13 Gennaio 2012 - Autore: Redazione


Prosegue l’inchiesta di FinanzaeDiritto tra le origini dell’euforia dei titoli bancari degli ultimi giorni e su quello che ci si può aspettare per le prossime sedute. Abbiamo intervistato Carlo de Vanna, Gestore di Fondersel Italia.

 

Dottor De Vanna, a cosa è dovuto l’attuale buon andamento dei titoli bancari?

A livello soprattutto italiano l’andamento delle banche è legato non tanto alla solidità o al valore che le banche non esprimono, cioè alla loro sotto-valutazione, bensì al rischio dei portafogli bancari soprattutto sotto forma di titoli di Stato. Se si risolve il problema delle nazioni più in difficoltà e se gli spread rientrano nell’ordine dei 300 punti, per le banche diventerebbe più facile finanziarsi, non avrebbero più perdite consistenti sui titoli di Stato, ma anzi guadagnerebbero. A quel punto si potrebbe parlare di valutazione tout court delle banche in un contesto di economia che cresce molto poco o non cresce.

Le banche posso dunque ben sperare?

Le banche italiane sono ancora piuttosto cheap. Si deve superare il problema del funding. In taluni casi i prezzi di borsa sono troppo bassi e il mercato ha preso atto di questo, tanto che il rimbalzo ha riguardato un po’ tutti e questo secondo me è un aspetto negativo.

Per quale motivo?

Io mi sarei aspettato un rimbalzo molto più consistente delle banche che non hanno problemi di capitale o di funding e uno meno consistente di quelle che permangono problematiche.

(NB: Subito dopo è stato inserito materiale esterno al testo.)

//! Owned, contiguous complex arrays.

use num_complex::Complex32;

use crate::dims::{validate_labels, BartDim};
use crate::shape::{self, length, validate_shape};
use crate::{BartError, Result};

/// Dense row-major array of single-precision complex values.
///
/// Equality compares shape, labels and values. Arrays that differ only in their
/// dimension labels are not equal. `Hash` is intentionally not implemented.
#[derive(Debug, Clone)]
pub struct DenseArray {
    shape: Vec<usize>,
    data: Vec<Complex32>,
    labels: Option<Vec<BartDim>>,
}

impl DenseArray {
    /// Create a zero-filled array.
    pub fn zeros(shape: &[usize]) -> Result<Self> {
        validate_shape(shape)?;
        Ok(Self {
            shape: shape.to_vec(),
            data: vec![Complex32::new(0.0, 0.0); length(shape)],
            labels: None,
        })
    }

    /// Create an array from row-major values.
    pub fn from_vec(shape: &[usize], data: Vec<Complex32>) -> Result<Self> {
        validate_shape(shape)?;
        if data.len() != length(shape) {
            return Err(BartError::ShapeMismatch(shape.to_vec(), vec![data.len()]));
        }
        Ok(Self {
            shape: shape.to_vec(),
            data,
            labels: None,
        })
    }

    /// Create an array from separate real and imaginary parts.
    pub fn from_real_imag(shape: &[usize], re: &[f32], im: &[f32]) -> Result<Self> {
        if re.len() != im.len() {
            return Err(BartError::ShapeMismatch(vec![re.len()], vec![im.len()]));
        }
        let data = re
            .iter()
            .zip(im)
            .map(|(&r, &i)| Complex32::new(r, i))
            .collect();
        Self::from_vec(shape, data)
    }

    /// Attach dimension labels, consuming the array.
    pub fn with_labels(mut self, labels: &[BartDim]) -> Result<Self> {
        self.set_labels(labels)?;
        Ok(self)
    }

    pub fn shape(&self) -> &[usize] {
        &self.shape
    }

    pub fn ndim(&self) -> usize {
        self.shape.len()
    }

    pub fn len(&self) -> usize {
        self.data.len()
    }

    pub fn is_empty(&self) -> bool {
        self.data.is_empty()
    }

    pub fn as_slice(&self) -> &[Complex32] {
        &self.data
    }

    pub fn as_mut_slice(&mut self) -> &mut [Complex32] {
        &mut self.data
    }

    pub fn into_vec(self) -> Vec<Complex32> {
        self.data
    }

    /// Dimension labels, if assigned.
    pub fn labels(&self) -> Option<&[BartDim]> {
        self.labels.as_deref()
    }

    /// Assign one distinct label per dimension.
    pub fn set_labels(&mut self, labels: &[BartDim]) -> Result<()> {
        validate_labels(labels, self.ndim())?;
        self.labels = Some(labels.to_vec());
        Ok(())
    }

    pub(crate) fn set_labels_unchecked(&mut self, labels: Option<Vec<BartDim>>) {
        self.labels = labels;
    }

    /// Read one element by linear index or by one index per dimension.
    pub fn get(&self, indices: &[isize]) -> Result<Complex32> {
        let linear = shape::resolve_index(indices, &self.shape)?;
        Ok(self.data[linear])
    }

    /// Write one element by linear index or by one index per dimension.
    pub fn set(&mut self, value: Complex32, indices: &[isize]) -> Result<()> {
        let linear = shape::resolve_index(indices, &self.shape)?;
        self.data[linear] = value;
        Ok(())
    }
}

impl PartialEq for DenseArray {
    fn eq(&self, other: &Self) -> bool {
        self.shape == other.shape && self.labels == other.labels && self.data == other.data
    }
}
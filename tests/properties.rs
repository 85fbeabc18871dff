//! Property-based tests for view composition, indexing and remapping.
//!
//! Run with: cargo test --test properties

use approx::relative_eq;
use bart_ndarray::{from_bart_layout, to_bart_layout, ArrayId, ArrayStore, BartDim, Complex32, Sel};
use proptest::prelude::*;
use proptest::sample::subsequence;

// ============================================================================
// Strategies
// ============================================================================

fn shape_strategy() -> impl Strategy<Value = Vec<usize>> {
    prop::collection::vec(1usize..=5, 1..=4)
}

/// A shape together with a permutation of its axes.
fn shape_and_perm() -> impl Strategy<Value = (Vec<usize>, Vec<usize>)> {
    shape_strategy().prop_flat_map(|shape| {
        let axes: Vec<usize> = (0..shape.len()).collect();
        (Just(shape), Just(axes).prop_shuffle())
    })
}

/// A shape together with distinct labels in arbitrary order.
fn shape_and_labels() -> impl Strategy<Value = (Vec<usize>, Vec<BartDim>)> {
    shape_strategy().prop_flat_map(|shape| {
        let labels = subsequence(BartDim::ALL.to_vec(), shape.len()).prop_shuffle();
        (Just(shape), labels)
    })
}

fn iota(store: &mut ArrayStore, shape: &[usize]) -> ArrayId {
    let len: usize = shape.iter().product();
    let values = (0..len)
        .map(|i| Complex32::new(i as f32, -(i as f32) * 0.5))
        .collect();
    store.from_values(shape, values).unwrap()
}

fn inverse(perm: &[usize]) -> Vec<usize> {
    let mut inv = vec![0; perm.len()];
    for (i, &p) in perm.iter().enumerate() {
        inv[p] = i;
    }
    inv
}

// ============================================================================
// View composition
// ============================================================================

proptest! {
    #[test]
    fn prop_permute_then_inverse_is_identity((shape, perm) in shape_and_perm()) {
        let mut store = ArrayStore::new();
        let a = iota(&mut store, &shape);
        let p = store.permute(a, &perm).unwrap();
        prop_assert_eq!(store.permute(p, &inverse(&perm)).unwrap(), a);
    }

    #[test]
    fn prop_permuted_elements_follow_axes((shape, perm) in shape_and_perm(), seed in 0usize..1000) {
        let mut store = ArrayStore::new();
        let a = iota(&mut store, &shape);
        let p = store.permute(a, &perm).unwrap();
        let p_shape = store.shape(p).unwrap().to_vec();

        let len: usize = shape.iter().product();
        let mut rest = seed % len;
        let mut coords = vec![0isize; p_shape.len()];
        for axis in (0..p_shape.len()).rev() {
            coords[axis] = (rest % p_shape[axis]) as isize;
            rest /= p_shape[axis];
        }
        let mut parent = vec![0isize; shape.len()];
        for (axis, &source) in perm.iter().enumerate() {
            parent[source] = coords[axis];
        }
        prop_assert_eq!(store.get(p, &coords).unwrap(), store.get(a, &parent).unwrap());
    }

    #[test]
    fn prop_flatten_and_back_is_identity(shape in shape_strategy()) {
        let mut store = ArrayStore::new();
        let a = iota(&mut store, &shape);
        let flat = store.flatten(a).unwrap();
        prop_assert_eq!(store.reshape(flat, &shape).unwrap(), a);
        prop_assert_eq!(store.values(flat).unwrap(), store.values(a).unwrap());
    }

    #[test]
    fn prop_slice_matches_stepped_range(
        extent in 1usize..12,
        start in 0usize..12,
        stop in 0usize..12,
        step in 1isize..4,
    ) {
        let start = start.min(extent);
        let stop = stop.min(extent);
        let mut store = ArrayStore::new();
        let a = iota(&mut store, &[extent]);
        let expected: Vec<Complex32> = (start..stop)
            .step_by(step as usize)
            .map(|i| store.get(a, &[i as isize]).unwrap())
            .collect();

        let sel = Sel::stepped(Some(start as isize), Some(stop as isize), step);
        match store.slice(a, &[sel]) {
            Ok(view) => prop_assert_eq!(store.values(view).unwrap(), expected),
            Err(_) => prop_assert!(expected.is_empty()),
        }
    }

    #[test]
    fn prop_set_through_view_writes_parent((shape, perm) in shape_and_perm(), seed in 0usize..1000) {
        let mut store = ArrayStore::new();
        let a = iota(&mut store, &shape);
        let p = store.permute(a, &perm).unwrap();
        let flat = store.flatten(p).unwrap();
        let len = store.len(flat).unwrap();
        let i = (seed % len) as isize;

        let marker = Complex32::new(-1.0, 42.0);
        store.set(flat, marker, &[i]).unwrap();
        prop_assert_eq!(store.get(p, &[i]).unwrap(), marker);
        let hits = store.values(a).unwrap().iter().filter(|&&v| v == marker).count();
        prop_assert_eq!(hits, 1);
    }
}

// ============================================================================
// Reductions
// ============================================================================

proptest! {
    #[test]
    fn prop_two_norm_matches_sum_of_squares(
        values in prop::collection::vec((-10.0f32..10.0, -10.0f32..10.0), 1..64),
    ) {
        let mut store = ArrayStore::new();
        let data: Vec<Complex32> = values.iter().map(|&(re, im)| Complex32::new(re, im)).collect();
        let a = store.from_values(&[data.len()], data.clone()).unwrap();

        let expected = data
            .iter()
            .map(|v| v.norm_sqr() as f64)
            .sum::<f64>()
            .sqrt();
        let two = store.norm(a, 2.0).unwrap();
        prop_assert!(relative_eq!(two, expected, epsilon = 1e-3, max_relative = 1e-4));
        prop_assert!(store.norm(a, 1.0).unwrap() + 1e-3 >= two);
        prop_assert!(store.norm(a, f64::INFINITY).unwrap() <= two + 1e-3);
    }
}

// ============================================================================
// Remapping
// ============================================================================

proptest! {
    #[test]
    fn prop_bart_layout_round_trip((shape, labels) in shape_and_labels()) {
        let mut store = ArrayStore::new();
        let a = iota(&mut store, &shape);
        store.set_labels(a, &labels).unwrap();

        let bart = to_bart_layout(&mut store, a).unwrap();
        let bart_shape = store.shape(bart).unwrap().to_vec();
        let max_id = labels.iter().map(|l| l.id()).max().unwrap();
        prop_assert_eq!(bart_shape.len(), max_id + 1);
        for (axis, label) in labels.iter().enumerate() {
            prop_assert_eq!(bart_shape[label.id()], shape[axis]);
        }

        prop_assert_eq!(from_bart_layout(&mut store, bart, &labels).unwrap(), a);
    }
}
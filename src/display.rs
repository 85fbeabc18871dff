//! Human-readable descriptions of arrays.

use num_complex::Complex32;

use crate::shape::{format_shape, length, unravel};
use crate::store::{ArrayId, ArrayStore};
use crate::Result;

fn format_value(v: Complex32) -> String {
    format!("{:.3e}{:+.3e}i", v.re, v.im)
}

impl ArrayStore {
    /// One-line summary such as `NDArray<Complex Float>(4 × 5 × 3)`.
    pub fn describe(&self, id: ArrayId) -> Result<String> {
        Ok(format!(
            "NDArray<Complex Float>({})",
            format_shape(self.shape(id)?)
        ))
    }

    /// Summary line followed by the values.
    ///
    /// 1-D arrays print one value per line. Higher-dimensional arrays print one
    /// matrix over the last two axes per combination of the leading indices,
    /// each headed by `[i, j, :, :] =`.
    pub fn content_to_string(&self, id: ArrayId) -> Result<String> {
        let shape = self.shape(id)?;
        let values = self.values(id)?;
        let mut out = self.describe(id)?;
        out.push('\n');

        if shape.len() == 1 {
            for v in values {
                out.push_str(&format_value(v));
                out.push('\n');
            }
            return Ok(out);
        }

        let (leading, matrix) = shape.split_at(shape.len() - 2);
        let (rows, cols) = (matrix[0], matrix[1]);
        let block = rows * cols;
        for b in 0..length(leading) {
            let mut header: Vec<String> = unravel(b, leading)
                .iter()
                .map(|i| i.to_string())
                .collect();
            header.extend([":".to_string(), ":".to_string()]);
            out.push_str(&format!("[{}] =\n", header.join(", ")));
            for r in 0..rows {
                let row: Vec<String> = (0..cols)
                    .map(|c| format_value(values[b * block + r * cols + c]))
                    .collect();
                out.push_str(&row.join("\t"));
                out.push('\n');
            }
            out.push('\n');
        }
        Ok(out)
    }
}

#[cfg(test)]
mod tests {
    use super::*;

    #[test]
    fn test_describe() {
        let mut store = ArrayStore::new();
        let a = store.zeros(&[4, 5, 3]).unwrap();
        assert_eq!(store.describe(a).unwrap(), "NDArray<Complex Float>(4 × 5 × 3)");
    }

    #[test]
    fn test_content_1d() {
        let mut store = ArrayStore::new();
        let a = store
            .from_values(&[2], vec![Complex32::new(1.0, -2.0), Complex32::new(0.0, 0.5)])
            .unwrap();
        assert_eq!(
            store.content_to_string(a).unwrap(),
            "NDArray<Complex Float>(2)\n1.000e0-2.000e0i\n0.000e0+5.000e-1i\n"
        );
    }

    #[test]
    fn test_content_3d_headers() {
        let mut store = ArrayStore::new();
        let a = store.zeros(&[2, 2, 3]).unwrap();
        let text = store.content_to_string(a).unwrap();
        assert!(text.starts_with("NDArray<Complex Float>(2 × 2 × 3)\n[0, :, :] =\n"));
        assert!(text.contains("[1, :, :] =\n"));
        assert_eq!(text.matches("0.000e0+0.000e0i").count(), 12);
    }
}
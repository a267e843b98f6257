//! Store error types

use thiserror::Error;

/// Storage layer errors
#[derive(Error, Debug)]
pub enum StoreError {
    /// Configuration file cannot be read or parsed
    #[error("Config error: {0}")]
    Config(String),

    /// Filesystem layout problem (missing dirs, unwritable paths)
    #[error("Path error: {0}")]
    Path(String),

    /// IO error
    #[error("IO error: {0}")]
    Io(#[from] std::io::Error),

    /// Serialization error
    #[error("Serialization error: {0}")]
    Serialization(#[from] serde_json::Error),
}
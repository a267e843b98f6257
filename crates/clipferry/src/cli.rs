//! Command-line interface

use std::path::PathBuf;

use clap::{Parser, Subcommand};

/// Clipboard and file relay agent
#[derive(Parser)]
#[command(name = "clipferry", version, about, long_about = None)]
pub struct Cli {
    /// Configuration file (defaults to config.json next to the binary)
    #[arg(short, long, global = true)]
    pub config: Option<PathBuf>,

    /// Increase log verbosity (-v, -vv)
    #[arg(short, long, action = clap::ArgAction::Count, global = true)]
    pub verbose: u8,

    /// Only log errors
    #[arg(short, long, global = true)]
    pub quiet: bool,

    #[command(subcommand)]
    pub command: Option<Commands>,
}

#[derive(Subcommand)]
pub enum Commands {
    /// Run the sync agent (default)
    Run,
    /// Push the current clipboard text once and exit
    Push,
    /// Regenerate room credentials, cutting off current peers
    Regen,
    /// Print the effective configuration
    ShowConfig,
}
//! Wire protocol for Clipferry signaling
//!
//! The signaling server speaks Engine.IO v4 / Socket.IO v4 framing over a
//! WebSocket text channel. [`frame`] handles the packet layer, [`events`]
//! defines the typed JSON payloads that ride inside event packets and
//! relay HTTP bodies, and [`filename`] holds the flat-filename rule the
//! LAN endpoints enforce.

#![forbid(unsafe_code)]

pub mod error;
pub mod events;
pub mod filename;
pub mod frame;

pub use error::ProtocolError;
pub use frame::Packet;

/// Protocol version tag carried by every signaling payload
pub const PROTOCOL_VERSION: &str = "4.0";

/// Result type for protocol operations
pub type Result<T> = std::result::Result<T, ProtocolError>;
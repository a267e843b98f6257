//! Local network metadata for the signaling join
//!
//! The server compares `network_id_hash` between peers to decide whether
//! they share an L2 network and can use the LAN path. The best private
//! IPv4 is chosen by address-family preference: home/office ranges first,
//! CGNAT-ish ranges last.

use std::net::{IpAddr, Ipv4Addr};

use serde::{Deserialize, Serialize};
use tracing::debug;

/// Snapshot of the local network placement
#[derive(Debug, Clone, Serialize, Deserialize)]
pub struct NetworkSnapshot {
    pub private_ip: String,
    pub cidr: String,
    pub network_id_hash: String,
    pub network_epoch: u32,
}

impl Default for NetworkSnapshot {
    fn default() -> Self {
        Self {
            private_ip: "127.0.0.1".to_string(),
            cidr: "127.0.0.1/32".to_string(),
            network_id_hash: String::new(),
            network_epoch: 0,
        }
    }
}

/// Collect the current network snapshot
///
/// Falls back to loopback when no interface qualifies, so the caller can
/// always send a join payload.
pub fn collect() -> NetworkSnapshot {
    let interfaces = match local_ip_address::list_afinet_netifas() {
        Ok(list) => list,
        Err(e) => {
            debug!("interface enumeration failed: {}", e);
            return NetworkSnapshot::default();
        }
    };

    let candidates: Vec<(String, Ipv4Addr)> = interfaces
        .into_iter()
        .filter_map(|(name, addr)| match addr {
            IpAddr::V4(v4) => Some((name, v4)),
            IpAddr::V6(_) => None,
        })
        .collect();

    match best_ipv4(&candidates) {
        Some((name, ip)) => {
            // The enumeration API does not expose the on-link prefix
            // length; /24 is assumed for the advertised CIDR.
            let cidr = format!("{}/24", ip);
            NetworkSnapshot {
                private_ip: ip.to_string(),
                cidr,
                network_id_hash: network_id_hash(&name, &ip),
                network_epoch: 0,
            }
        }
        None => NetworkSnapshot::default(),
    }
}

/// Best local IPv4 for the LAN path, if any interface qualifies
pub fn best_ipv4(candidates: &[(String, Ipv4Addr)]) -> Option<(String, Ipv4Addr)> {
    candidates
        .iter()
        .filter(|(_, ip)| !ip.is_loopback())
        .max_by_key(|(_, ip)| score(ip))
        .filter(|(_, ip)| score(ip) > 0)
        .cloned()
}

/// Preference score for a local address
///
/// 192.168/16 beats 10/8 beats 172.16/12; 10.100/16 and 100.64/10
/// (CGNAT) rank below everything routable.
fn score(ip: &Ipv4Addr) -> i32 {
    let octets = ip.octets();
    match octets {
        [192, 168, ..] => 100,
        [10, 100, ..] => 10,
        [10, ..] => 90,
        [172, b, ..] if (16..32).contains(&b) => 80,
        [100, b, ..] if (64..128).contains(&b) => 10,
        [127, ..] => 0,
        _ => 50,
    }
}

/// Stable identifier for the current L2 network
///
/// BLAKE3 over the interface name and the /24 prefix, hex-truncated.
/// Two hosts on the same subnet with differently named interfaces will
/// not match each other, but the same host always reports the same hash
/// for the same network, which is what the server's co-location check
/// keys on.
fn network_id_hash(interface: &str, ip: &Ipv4Addr) -> String {
    let octets = ip.octets();
    let material = format!("{}|{}.{}.{}", interface, octets[0], octets[1], octets[2]);
    let hash = blake3::hash(material.as_bytes());
    hash.to_hex()[..16].to_string()
}
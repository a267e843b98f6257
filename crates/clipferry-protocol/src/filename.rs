//! Flat-filename rule for the LAN endpoints
//!
//! `/files/{name}` and `/upload` serve and store single path components
//! only. Anything containing `..`, `/`, or `\` is rejected before it can
//! touch the filesystem.

use crate::error::ProtocolError;
use crate::Result;

/// Validate a filename for LAN serving/storing
///
/// Returns the name unchanged when it is a plain flat filename.
pub fn sanitize(name: &str) -> Result<&str> {
    if name.is_empty() {
        return Err(ProtocolError::BadFilename("empty".to_string()));
    }
    if name.contains("..") || name.contains('/') || name.contains('\\') {
        return Err(ProtocolError::BadFilename(name.to_string()));
    }
    Ok(name)
}

/// Split a filename into stem and extension for collision renaming
///
/// The extension includes its dot; a name without a dot (or a dotfile)
/// has an empty extension.
pub fn split_stem(name: &str) -> (&str, &str) {
    match name.rfind('.') {
        Some(pos) if pos > 0 => name.split_at(pos),
        _ => (name, ""),
    }
}

#[cfg(test)]
mod tests {
    use super::*;

    #[test]
    fn test_plain_names_pass() {
        for name in ["img.png", "notes.txt", "no_extension", "weird name.tar.gz"] {
            assert_eq!(sanitize(name).unwrap(), name);
        }
    }

    #[test]
    fn test_traversal_rejected() {
        for name in [
            "../config.json",
            "..\\config.json",
            "a/../b",
            "dir/file.txt",
            "dir\\file.txt",
            "..",
            "",
        ] {
            assert!(
                matches!(sanitize(name), Err(ProtocolError::BadFilename(_))),
                "{:?} should be rejected",
                name
            );
        }
    }

    #[test]
    fn test_split_stem() {
        assert_eq!(split_stem("img.png"), ("img", ".png"));
        assert_eq!(split_stem("archive.tar.gz"), ("archive.tar", ".gz"));
        assert_eq!(split_stem("noext"), ("noext", ""));
        assert_eq!(split_stem(".hidden"), (".hidden", ""));
    }
}
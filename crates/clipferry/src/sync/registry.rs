//! Pending-transfer registry
//!
//! A [`PendingTransfer`] exists from the moment a binary push is
//! announced until its terminal transition. The arbitration flags are
//! monotonic atomics: once latched they never clear, so racing updates
//! from the signaling dispatcher converge on the first terminal
//! decision and a late event can never undo one. The `Notify` wakes the
//! arbiter as soon as any flag latches instead of polling.

use std::collections::HashMap;
use std::fmt;
use std::path::PathBuf;
use std::sync::atomic::{AtomicBool, Ordering};
use std::sync::{Arc, Mutex};
use std::time::Duration;

use tokio::sync::Notify;

/// Why the cloud upload ran
#[derive(Debug, Clone, Copy, PartialEq, Eq)]
pub enum UploadReason {
    /// Server sent `transfer_command{action:"upload_relay"}`
    ServerDirected,
    /// A peer sent `file_need_relay`
    AppFallback,
    /// Arbitration deadline expired with no signal
    Timeout,
}

impl fmt::Display for UploadReason {
    fn fmt(&self, f: &mut fmt::Formatter<'_>) -> fmt::Result {
        match self {
            Self::ServerDirected => write!(f, "server_directed"),
            Self::AppFallback => write!(f, "app_fallback"),
            Self::Timeout => write!(f, "timeout"),
        }
    }
}

/// Outcome of the arbitration window
#[derive(Debug, Clone, Copy, PartialEq, Eq)]
pub enum Decision {
    /// A peer pulled the file over the LAN (or the server finished it)
    Completed,
    /// The cloud path must run
    Upload(UploadReason),
}

/// One outbound binary transfer in flight
pub struct PendingTransfer {
    pub room: String,
    pub transfer_id: String,
    pub file_id: String,
    pub filename: String,
    pub kind: String,
    /// The sealed envelope, kept for the cloud path
    pub encrypted: Vec<u8>,
    /// Envelope copy under `temp/`, served by the LAN server
    pub temp_path: PathBuf,

    completed: AtomicBool,
    upload_requested: AtomicBool,
    need_relay: AtomicBool,
    upload_started: AtomicBool,
    decided: Notify,
}

impl PendingTransfer {
    #[allow(clippy::too_many_arguments)]
    pub fn new(
        room: String,
        transfer_id: String,
        file_id: String,
        filename: String,
        kind: String,
        encrypted: Vec<u8>,
        temp_path: PathBuf,
    ) -> Arc<Self> {
        Arc::new(Self {
            room,
            transfer_id,
            file_id,
            filename,
            kind,
            encrypted,
            temp_path,
            completed: AtomicBool::new(false),
            upload_requested: AtomicBool::new(false),
            need_relay: AtomicBool::new(false),
            upload_started: AtomicBool::new(false),
            decided: Notify::new(),
        })
    }

    /// Latch: a peer confirmed receipt or the server finished the transfer
    pub fn mark_completed(&self) {
        self.completed.store(true, Ordering::SeqCst);
        self.decided.notify_waiters();
    }

    /// Latch: the server directed a cloud relay
    pub fn mark_upload_requested(&self) {
        self.upload_requested.store(true, Ordering::SeqCst);
        self.decided.notify_waiters();
    }

    /// Latch: a peer reported the LAN path unusable
    pub fn mark_need_relay(&self) {
        self.need_relay.store(true, Ordering::SeqCst);
        self.decided.notify_waiters();
    }

    pub fn is_completed(&self) -> bool {
        self.completed.load(Ordering::SeqCst)
    }

    /// Claim the single cloud upload; true for exactly one caller
    pub fn try_claim_upload(&self) -> bool {
        !self.upload_started.swap(true, Ordering::SeqCst)
    }

    fn current_decision(&self) -> Option<Decision> {
        if self.completed.load(Ordering::SeqCst) {
            Some(Decision::Completed)
        } else if self.upload_requested.load(Ordering::SeqCst) {
            Some(Decision::Upload(UploadReason::ServerDirected))
        } else if self.need_relay.load(Ordering::SeqCst) {
            Some(Decision::Upload(UploadReason::AppFallback))
        } else {
            None
        }
    }

    /// Wait for a terminal signal, up to `timeout`
    ///
    /// Returns as soon as any flag latches; the deadline turns into
    /// [`UploadReason::Timeout`].
    pub async fn await_decision(&self, timeout: Duration) -> Decision {
        let deadline = tokio::time::Instant::now() + timeout;
        loop {
            let notified = self.decided.notified();
            tokio::pin!(notified);
            // Arm the waiter before checking so a latch between the
            // check and the await cannot be missed
            notified.as_mut().enable();
            if let Some(decision) = self.current_decision() {
                return decision;
            }
            if tokio::time::timeout_at(deadline, notified).await.is_err() {
                return self
                    .current_decision()
                    .unwrap_or(Decision::Upload(UploadReason::Timeout));
            }
        }
    }
}

/// Process-wide registry of in-flight outbound transfers
#[derive(Default)]
pub struct TransferRegistry {
    inner: Mutex<HashMap<String, Arc<PendingTransfer>>>,
}

impl TransferRegistry {
    pub fn new() -> Self {
        Self::default()
    }

    pub fn insert(&self, transfer: Arc<PendingTransfer>) {
        self.inner
            .lock()
            .expect("registry lock poisoned")
            .insert(transfer.transfer_id.clone(), transfer);
    }

    pub fn get(&self, transfer_id: &str) -> Option<Arc<PendingTransfer>> {
        self.inner
            .lock()
            .expect("registry lock poisoned")
            .get(transfer_id)
            .cloned()
    }

    /// Remove the entry; only the arbiter's terminal transition calls this
    pub fn remove(&self, transfer_id: &str) -> Option<Arc<PendingTransfer>> {
        self.inner
            .lock()
            .expect("registry lock poisoned")
            .remove(transfer_id)
    }

    pub fn len(&self) -> usize {
        self.inner.lock().expect("registry lock poisoned").len()
    }

    pub fn is_empty(&self) -> bool {
        self.len() == 0
    }
}

#[cfg(test)]
mod tests {
    use super::*;

    fn pending() -> Arc<PendingTransfer> {
        PendingTransfer::new(
            "room_1".to_string(),
            "tr_1".to_string(),
            "f_1".to_string(),
            "a.bin".to_string(),
            "file".to_string(),
            vec![1, 2, 3],
            PathBuf::from("/tmp/a.bin"),
        )
    }

    #[test]
    fn test_completed_wins_over_later_relay_signals() {
        let transfer = pending();
        transfer.mark_completed();
        transfer.mark_need_relay();
        transfer.mark_upload_requested();

        // Monotonic: completed latched first, so the decision stays
        assert_eq!(transfer.current_decision(), Some(Decision::Completed));
    }

    #[test]
    fn test_server_directive_outranks_peer_fallback() {
        let transfer = pending();
        transfer.mark_need_relay();
        transfer.mark_upload_requested();
        assert_eq!(
            transfer.current_decision(),
            Some(Decision::Upload(UploadReason::ServerDirected))
        );
    }

    #[test]
    fn test_upload_claim_is_exclusive() {
        let transfer = pending();
        assert!(transfer.try_claim_upload());
        assert!(!transfer.try_claim_upload());
        assert!(!transfer.try_claim_upload());
    }

    #[tokio::test]
    async fn test_upload_claim_exclusive_across_tasks() {
        let transfer = pending();
        let mut handles = Vec::new();
        for _ in 0..16 {
            let t = Arc::clone(&transfer);
            handles.push(tokio::spawn(async move { t.try_claim_upload() }));
        }
        let mut winners = 0;
        for handle in handles {
            if handle.await.unwrap() {
                winners += 1;
            }
        }
        assert_eq!(winners, 1);
    }

    #[tokio::test]
    async fn test_await_decision_wakes_on_latch() {
        let transfer = pending();
        let waiter = Arc::clone(&transfer);
        let handle = tokio::spawn(async move {
            waiter.await_decision(Duration::from_secs(60)).await
        });

        tokio::task::yield_now().await;
        transfer.mark_need_relay();

        let decision = tokio::time::timeout(Duration::from_secs(5), handle)
            .await
            .expect("arbiter did not wake")
            .unwrap();
        assert_eq!(decision, Decision::Upload(UploadReason::AppFallback));
    }

    #[tokio::test(start_paused = true)]
    async fn test_await_decision_times_out() {
        let transfer = pending();
        let decision = transfer.await_decision(Duration::from_secs(10)).await;
        assert_eq!(decision, Decision::Upload(UploadReason::Timeout));
    }

    #[tokio::test]
    async fn test_await_decision_returns_immediately_when_already_latched() {
        let transfer = pending();
        transfer.mark_completed();
        let decision = transfer.await_decision(Duration::from_secs(60)).await;
        assert_eq!(decision, Decision::Completed);
    }

    #[test]
    fn test_registry_insert_get_remove() {
        let registry = TransferRegistry::new();
        assert!(registry.is_empty());

        let transfer = pending();
        registry.insert(Arc::clone(&transfer));
        assert_eq!(registry.len(), 1);
        assert!(registry.get("tr_1").is_some());
        assert!(registry.get("tr_other").is_none());

        let removed = registry.remove("tr_1").unwrap();
        assert_eq!(removed.transfer_id, "tr_1");
        assert!(registry.is_empty());
        assert!(registry.remove("tr_1").is_none());
    }

    #[test]
    fn test_reason_labels() {
        assert_eq!(UploadReason::ServerDirected.to_string(), "server_directed");
        assert_eq!(UploadReason::AppFallback.to_string(), "app_fallback");
        assert_eq!(UploadReason::Timeout.to_string(), "timeout");
    }
}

È salito tutto per cui di fatto è un movimento tecnico, di settore.

E sul fronte delle decisioni in sede europea, dal progetto del fiscal compact alle dichiarazioni di ieri, giovedì 12 gennaio, del Presidente della Bce Draghi, che ricadute avranno sui mercati?

Mi aspetto che in generale a livello europeo abbiano capito che continuare a tirare la corda chiedendo sempre di più a Stati che stanno già prendendo decisioni forti con interventi pesanti, si rischia di spezzare la corda e creare i presupposti per il fallimento di uno di questi Paesi. Mi auguro che anche la Germania, e sono speranzoso, avendo ottenuto abbastanza, conceda qualcosa.

In tutto ciò il ruolo di mediazione del Premier Monti è stato rilevante?

Monti piace molto all’Europa perché è una persona affidabile e se ha fatto solo una parte di quello che avrebbe potuto fare è per il semplice motivo che in questo momento non poteva fare di più. Spero comunque che l’Europa mantenga le promesse e in concreto dia un aiuto sui titoli di Stato, con aste future, visto che sinora la Bce non è intervenuta in modo significativo e il Fondo salva-Stati non ha ancora fatto nulla.

Cosa ci si può attendere dunque?

Ormai è una situazione che può auto-migliorare o auto-peggiorare, nel senso che gli interventi sono stati fatti sebbene si possa fare sempre di più. Se i tassi di interesse si mantengono su livelli elevati comunque non siamo in grado di sostituire i prestiti in scadenza con nuovi prestiti. Se i tassi invece scendono la situazione diventa automaticamente virtuosa e il debito si riduce di anno in anno in maniera automatica. Questo passaggio tassi alti-tassi bassi è essenzialmente una questione di fiducia. Se gli altri Paesi europei e gli Usa credono e capiscono che c’è la volontà di salvare l’euro, i tassi scenderanno e poi tutto si auto realizzerà. Altrimenti torneremo sul limite del disfacimento dell’Europa. Io mi sento ottimista, ma non si possono escludere colpi di coda.